A tactical decision game is a decision game that puts students in the role of the commander of a tactical unit who is faced with a challenging problem. While most tactical decision games depict problems faced by the commanders of military units, a growing number deal with the situations of types dealt with by police and firefighting organizations .

The tactical decision game is known by a variety of names. These include map problem, tactical problem, one-step war game, and tactical decision exercise.

Like other types of decision games, tactical decision games may either be historical or fictional. If the scenario is based entirely upon a reliable historical narrative, a tactical decision game is also a decision-forcing case. (Such an exercise may also be called an historical map problem.) However, if any of the elements in the scenario of a tactical decision game is fictional, then the exercise is a kind of fictional decision game.

==Tactical Decision Games Before 1800==

In Chapter 14 of The Prince, Niccolò Machiavelli tells the story of the Greek general Philopoemon, who made extensive use of tactical decision games.

“Philopoemon, Prince of the Achaeans, among other praises which writers have bestowed on him, is commended because in time of peace he never had anything in his mind but the rules of war; and when he was in the country with friends, he often stopped and reasoned with them: “If the enemy should be upon that hill, and we should find ourselves here with our army, with whom would be the advantage? How should one best advance to meet him, keeping the ranks? If we should wish to re-treat, how ought we to set about it? If they should retreat, how ought we to pursue?” And he would set forth to them, as he went, all the chances that could befall an army; he would listen to their opinion and state his, confirming it with reasons, so that by these continual discussions there could never arise, in time of war, any unexpected circumstances that he could deal with.”

==Tactical Decision Games in Prussia and Germany==

Helmuth von Moltke, who served as chief of the Prussian General Staff from 1857 to 1888, made extensive use of tactical decision games to train his subordinates and inform contingency planning. Called "tactical assignments" (taktische Aufgaben), these problems employed fictional scenarios in which ideal units were employed on actual terrain.
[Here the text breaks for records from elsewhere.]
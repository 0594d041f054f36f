// 見積もり: 合成と同じ選択経路を通し、長さだけを返す

use tracing::{debug, warn};

use super::Engine;
use super::unit::{LoadedSource, PageDirective, SourceInput};
use crate::config::level::CompressionLevel;
use crate::pdf::reader::SourceDocument;

/// 変換前後の見積もりサイズ（バイト）。
#[derive(Debug, Clone, Copy, Default, PartialEq, Eq)]
pub struct SizeEstimate {
    pub before: u64,
    pub after: u64,
}

impl SizeEstimate {
    pub fn saved(&self) -> u64 {
        self.before.saturating_sub(self.after)
    }

    /// after / before。before が0なら1.0。
    pub fn ratio(&self) -> f64 {
        if self.before == 0 {
            1.0
        } else {
            self.after as f64 / self.before as f64
        }
    }
}

impl Engine {
    /// PDF全体の見積もり。`none` なら入力長そのもの。
    ///
    /// それ以外はページごとの選択結果の長さに、文書・ページ単位の固定
    /// オーバーヘッドを加えたもの。読めないPDFは入力長を返す。
    pub fn estimate(&self, pdf: &[u8], level: CompressionLevel) -> u64 {
        if level == CompressionLevel::None {
            return pdf.len() as u64;
        }
        let source = match SourceDocument::load(pdf) {
            Ok(doc) => LoadedSource::Pdf(doc),
            Err(e) => {
                debug!(error = %e, "unreadable PDF; estimating as raw length");
                return pdf.len() as u64;
            }
        };

        let page_overhead = self.settings.page_overhead;
        (0..source.page_count()).fold(self.settings.doc_overhead, |total, page_index| {
            total + self.selected_len(&source, page_index, level, pdf.len()) + page_overhead
        })
    }

    /// 1ページの見積もり（選択結果の単一ページPDFの長さ）。範囲外のページは0。
    pub fn estimate_page(&self, pdf: &[u8], page_index: u32, level: CompressionLevel) -> u64 {
        let source = match SourceDocument::load(pdf) {
            Ok(doc) => LoadedSource::Pdf(doc),
            Err(e) => {
                debug!(error = %e, "unreadable PDF; estimating as raw length");
                return pdf.len() as u64;
            }
        };
        if !source.contains_page(page_index) {
            return 0;
        }
        self.selected_len(&source, page_index, level, pdf.len())
    }

    /// 画像1枚の見積もり（選択結果の単一ページPDFの長さ）。
    pub fn estimate_image(&self, image: &[u8], level: CompressionLevel) -> u64 {
        self.selected_len(&LoadedSource::Image(image), 0, level, image.len())
    }

    /// 読み込み済みソースの1ページの選択結果の長さ。失敗時は `fallback_len`。
    pub fn selected_len(
        &self,
        source: &LoadedSource<'_>,
        page_index: u32,
        level: CompressionLevel,
        fallback_len: usize,
    ) -> u64 {
        match self.select_loaded(source, page_index, level) {
            Ok(selection) => selection.pdf.len() as u64,
            Err(e) => {
                warn!(
                    kind = source.kind().as_str(),
                    page_index,
                    error = %e,
                    "unit could not be estimated; using raw length"
                );
                fallback_len as u64
            }
        }
    }

    /// ページ指示の並び全体について、無圧縮と要求レベルの合計を見積もる。
    ///
    /// `keep == false` の指示と、範囲外・読めないソースを指す指示は数えない。
    pub fn estimate_directives(
        &self,
        sources: &[SourceInput<'_>],
        directives: &[PageDirective],
    ) -> SizeEstimate {
        let loaded: Vec<Option<LoadedSource<'_>>> = sources
            .iter()
            .map(|input| LoadedSource::load(input).ok())
            .collect();

        let page_overhead = self.settings.page_overhead;
        let mut estimate = SizeEstimate {
            before: self.settings.doc_overhead,
            after: self.settings.doc_overhead,
        };
        for directive in directives.iter().filter(|d| d.keep) {
            let Some(Some(source)) = loaded.get(directive.source) else {
                continue;
            };
            if !source.contains_page(directive.page_index) {
                continue;
            }
            let raw_len = sources[directive.source].bytes.len();
            let before = self.selected_len(source, directive.page_index, CompressionLevel::None, raw_len);
            let after = if directive.level == CompressionLevel::None {
                before
            } else {
                self.selected_len(source, directive.page_index, directive.level, raw_len)
            };
            estimate.before += before + page_overhead;
            estimate.after += after + page_overhead;
        }
        estimate
    }
}
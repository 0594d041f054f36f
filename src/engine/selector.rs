// ガードレール付き選択: ベースラインと min..=要求レベル の候補から最小のものを選ぶ

use tracing::debug;

use super::Engine;
use super::candidate::{Baseline, Candidate};
use super::unit::{LoadedSource, PageUnit};
use crate::config::level::CompressionLevel;

/// 選択結果。`level` が None ならベースラインが選ばれた。
#[derive(Debug, Clone)]
pub struct Selection {
    pub pdf: Vec<u8>,
    pub level: Option<CompressionLevel>,
    pub baseline_len: usize,
}

impl Selection {
    pub fn is_baseline(&self) -> bool {
        self.level.is_none()
    }

    /// ベースラインからの削減バイト数。
    pub fn saved_bytes(&self) -> usize {
        self.baseline_len - self.pdf.len()
    }
}

/// 長さ最小のものを返す。同じ長さなら先に来たもの（ベースライン優先）。
///
/// 結果は決してベースラインより長くならない。
pub fn select(baseline: Baseline, candidates: impl IntoIterator<Item = Candidate>) -> Selection {
    let baseline_len = baseline.pdf.len();
    let mut best = Selection {
        pdf: baseline.pdf,
        level: None,
        baseline_len,
    };
    for candidate in candidates {
        if candidate.pdf.len() < best.pdf.len() {
            best = Selection {
                pdf: candidate.pdf,
                level: Some(candidate.level),
                baseline_len,
            };
        }
    }
    best
}

impl Engine {
    /// ユニットを要求レベルで圧縮し、ガードレールを通した結果を返す。
    pub fn select_unit(
        &self,
        unit: &PageUnit<'_>,
        level: CompressionLevel,
    ) -> crate::error::Result<Selection> {
        let source = LoadedSource::load(&unit.source())?;
        self.select_loaded(&source, unit.page_index, level)
    }

    /// 読み込み済みソースの1ページについて選択する。
    ///
    /// `max` を要求しても `min`・`med` の候補を必ず評価する。上位レベルほど
    /// 小さくなるとは限らないため。
    pub fn select_loaded(
        &self,
        source: &LoadedSource<'_>,
        page_index: u32,
        level: CompressionLevel,
    ) -> crate::error::Result<Selection> {
        let baseline = self.baseline_of(source, page_index)?;
        let baseline_len = baseline.pdf.len();
        let candidates: Vec<Candidate> = level
            .ladder()
            .filter_map(|l| self.candidate_of(source, page_index, l, baseline_len))
            .collect();

        let selection = select(baseline, candidates);
        debug!(
            page_index,
            requested = %level,
            chosen = selection.level.map_or("none", CompressionLevel::as_str),
            bytes = selection.pdf.len(),
            baseline_len,
            "selection"
        );
        Ok(selection)
    }
}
Some of these games were gathered into a book, Moltkes taktische Aufgaben aus den Jahren 1858 bis 1882, which was published in 1892 as the second volume of a multi-volume set of Moltke's collected works. Two years later, an English translation of this book came out under the title Moltke's Tactical Problems from 1858 to 1882.

In sharp contrast to Moltke's tactical decision games, which had no direct connection to actual engagements, those published by Julius von Verdy du Vernois often made explicit use of real-world events. The problems contained in the first volume of Verdy's Kriegsgeschichtliche Studien nach der applikatorischen Methode (Military Historical Studies by means of the Applicatory Method) were all based on incidents of the battle that took place between Austrian and Italian forces on 24 June 1866. However, in an attempt to make the games more useful to German officers, he replaced the actual (Austrian and Italian) formations engaged in the battle with an imaginary German infantry division, thereby converting what would have been decision-forcing cases into fictional decision games. (Originally published in 1876, this work was later translated into English as A Tactical Study Based on the Battle of Custozza.)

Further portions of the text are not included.